The Andrew J. Stevens House is a single-family home located at 4024 Oakland Drive in Kalamazoo, Michigan. It was listed on the National Register of Historic Places in 1983. It is one of the few examples of an L-plan, Greek Revival farmhouse that still exists in Kalamazoo.

==History==
Andrew J. Stevens was born in New York State near the beginning of the 19th century. In 1834, as a young boy, he moved to Kalamazoo with his family. His father purchased a farm and Andrew grew up as a farmer. In 1854 had this house built for himself and his wife, Martha on land adjacent to his father's farm.

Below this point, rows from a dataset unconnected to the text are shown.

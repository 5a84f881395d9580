use std::sync::Arc;

use anyhow::{Result, anyhow};
use axum_test::TestServer;
use clinic_core::testing::{MemoryClinicStore, ScriptedMediaStore, in_memory_coordinator_with};
use clinic_server::{
    AppState,
    infra::config::Config,
    routes::create_app,
};

pub struct TestApp {
    pub server: TestServer,
    pub state: AppState,
    pub store: Arc<MemoryClinicStore>,
    pub media: Arc<ScriptedMediaStore>,
}

pub fn test_config() -> Config {
    Config {
        server_host: "127.0.0.1".into(),
        server_port: 0,
        max_upload_bytes: 1024 * 1024,
        ..Config::default()
    }
}

/// The full router over in-memory stores.
pub fn build_test_app() -> Result<TestApp> {
    build_test_app_with(test_config())
}

pub fn build_test_app_with(config: Config) -> Result<TestApp> {
    let (coordinator, store, media) = in_memory_coordinator_with(config.coordinator);
    let state = AppState::new(Arc::new(config), coordinator, None);
    let server = TestServer::builder()
        .build(create_app(state.clone()))
        .map_err(|err| anyhow!(err.to_string()))?;

    Ok(TestApp {
        server,
        state,
        store,
        media,
    })
}
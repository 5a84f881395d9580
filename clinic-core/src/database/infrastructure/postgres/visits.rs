use async_trait::async_trait;
use clinic_model::{PatientId, Visit, VisitDetails, VisitId};
use sqlx::PgPool;

use crate::database::ports::visits::VisitsRepository;
use crate::error::{ClinicError, Result};

#[derive(Clone, Debug)]
pub struct PostgresVisitsRepository {
    pool: PgPool,
}

impl PostgresVisitsRepository {
    pub fn new(pool: PgPool) -> Self {
        Self { pool }
    }

    fn pool(&self) -> &PgPool {
        &self.pool
    }
}

#[async_trait]
impl VisitsRepository for PostgresVisitsRepository {
    async fn get(&self, id: VisitId) -> Result<Option<Visit>> {
        sqlx::query_as::<_, Visit>(
            "SELECT id, patient_id, visit_date, reason FROM visits WHERE id = $1",
        )
        .bind(id)
        .fetch_optional(self.pool())
        .await
        .map_err(|e| ClinicError::persistence("Failed to load visit", e))
    }

    async fn list_for_patient(&self, patient_id: PatientId) -> Result<Vec<Visit>> {
        sqlx::query_as::<_, Visit>(
            r#"
            SELECT id, patient_id, visit_date, reason
            FROM visits
            WHERE patient_id = $1
            ORDER BY visit_date DESC, id DESC
            "#,
        )
        .bind(patient_id)
        .fetch_all(self.pool())
        .await
        .map_err(|e| ClinicError::persistence("Failed to list visits", e))
    }

    async fn update(&self, id: VisitId, details: &VisitDetails) -> Result<Option<Visit>> {
        sqlx::query_as::<_, Visit>(
            r#"
            UPDATE visits
            SET visit_date = $1, reason = $2
            WHERE id = $3
            RETURNING id, patient_id, visit_date, reason
            "#,
        )
        .bind(details.visit_date)
        .bind(&details.reason)
        .bind(id)
        .fetch_optional(self.pool())
        .await
        .map_err(|e| ClinicError::persistence("Failed to update visit", e))
    }
}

Stevens lived in the house until his death in 1909. A rear kitchen and family room were later added to the house, and a detached garage was added near the house in the 1980s, and the house underwent substantial renovation in the following years.

==Description==
The Stevens House is a frame, Greek Revival structure consisting of a two-story end-gable main section and 1-1/2-story, flank-gable wing. The house is set on a tree-lined road, set well back from the road. A veranda with square posts fronts the wing section and shelters the main entrance. The house has its original double-hung, six-over-six windows and nearly all of its original Greek Revival trim. On the interior, most of the first floor has hardwood oak floors, and the second floor retains its original pine wood floor.